Extract from the entries below, exactly as given, only the lines from the line containing "let roster = Arc::new(VoiceRoster::new());" to the line containing "to listen for", both lines included.

*** Opening Records supplied ***

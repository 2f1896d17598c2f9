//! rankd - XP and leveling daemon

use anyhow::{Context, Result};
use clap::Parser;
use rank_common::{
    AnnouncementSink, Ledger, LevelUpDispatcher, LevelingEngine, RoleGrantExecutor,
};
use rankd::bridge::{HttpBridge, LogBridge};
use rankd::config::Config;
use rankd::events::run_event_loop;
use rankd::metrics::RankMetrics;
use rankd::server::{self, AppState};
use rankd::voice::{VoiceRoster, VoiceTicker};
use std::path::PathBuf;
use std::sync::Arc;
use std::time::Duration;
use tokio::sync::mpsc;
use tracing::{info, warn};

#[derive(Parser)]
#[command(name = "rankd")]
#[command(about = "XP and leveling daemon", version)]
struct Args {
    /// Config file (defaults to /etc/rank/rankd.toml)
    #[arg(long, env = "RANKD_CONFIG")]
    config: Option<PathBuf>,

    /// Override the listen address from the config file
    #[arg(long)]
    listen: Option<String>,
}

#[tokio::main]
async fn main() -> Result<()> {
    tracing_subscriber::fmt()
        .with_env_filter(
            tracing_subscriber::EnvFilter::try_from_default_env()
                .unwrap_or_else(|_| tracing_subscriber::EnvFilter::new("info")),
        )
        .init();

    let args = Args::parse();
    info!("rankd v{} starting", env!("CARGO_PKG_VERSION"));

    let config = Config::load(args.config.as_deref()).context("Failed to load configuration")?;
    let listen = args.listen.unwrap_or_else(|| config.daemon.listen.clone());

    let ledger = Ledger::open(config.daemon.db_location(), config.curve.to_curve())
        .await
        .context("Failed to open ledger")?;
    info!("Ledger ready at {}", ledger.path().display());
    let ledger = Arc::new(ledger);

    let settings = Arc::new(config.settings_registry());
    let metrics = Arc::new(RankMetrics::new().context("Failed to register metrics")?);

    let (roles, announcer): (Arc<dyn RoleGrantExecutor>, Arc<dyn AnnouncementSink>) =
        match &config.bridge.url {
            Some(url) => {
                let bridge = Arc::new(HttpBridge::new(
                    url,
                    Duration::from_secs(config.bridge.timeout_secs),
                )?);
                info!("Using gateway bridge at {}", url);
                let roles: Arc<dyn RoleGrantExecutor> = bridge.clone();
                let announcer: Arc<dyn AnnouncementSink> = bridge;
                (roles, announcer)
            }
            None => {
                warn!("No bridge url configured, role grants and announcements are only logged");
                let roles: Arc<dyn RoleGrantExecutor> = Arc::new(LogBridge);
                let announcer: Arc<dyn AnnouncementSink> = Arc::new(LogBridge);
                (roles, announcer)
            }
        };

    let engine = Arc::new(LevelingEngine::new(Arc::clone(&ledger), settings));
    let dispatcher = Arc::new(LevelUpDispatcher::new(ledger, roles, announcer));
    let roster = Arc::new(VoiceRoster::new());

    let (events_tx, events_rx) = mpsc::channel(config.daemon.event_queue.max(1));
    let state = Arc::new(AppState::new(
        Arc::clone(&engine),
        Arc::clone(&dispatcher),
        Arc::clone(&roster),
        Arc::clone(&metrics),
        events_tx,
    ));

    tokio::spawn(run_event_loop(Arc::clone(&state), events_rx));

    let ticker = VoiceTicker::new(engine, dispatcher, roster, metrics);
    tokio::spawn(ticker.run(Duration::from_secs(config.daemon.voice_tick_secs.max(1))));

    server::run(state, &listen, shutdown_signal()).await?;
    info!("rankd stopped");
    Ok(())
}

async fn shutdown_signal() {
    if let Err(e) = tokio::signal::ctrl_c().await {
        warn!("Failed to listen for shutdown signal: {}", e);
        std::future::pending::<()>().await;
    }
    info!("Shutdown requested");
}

*** Closing Records supplied ***

### Output of the exercise
    let roster = Arc::new(VoiceRoster::new());

    let (events_tx, events_rx) = mpsc::channel(config.daemon.event_queue.max(1));
    let state = Arc::new(AppState::new(
        Arc::clone(&engine),
        Arc::clone(&dispatcher),
        Arc::clone(&roster),
        Arc::clone(&metrics),
        events_tx,
    ));

    tokio::spawn(run_event_loop(Arc::clone(&state), events_rx));

    let ticker = VoiceTicker::new(engine, dispatcher, roster, metrics);
    tokio::spawn(ticker.run(Duration::from_secs(config.daemon.voice_tick_secs.max(1))));

    server::run(state, &listen, shutdown_signal()).await?;
    info!("rankd stopped");
    Ok(())
}

async fn shutdown_signal() {
    if let Err(e) = tokio::signal::ctrl_c().await {
        warn!("Failed to listen for shutdown signal: {}", e);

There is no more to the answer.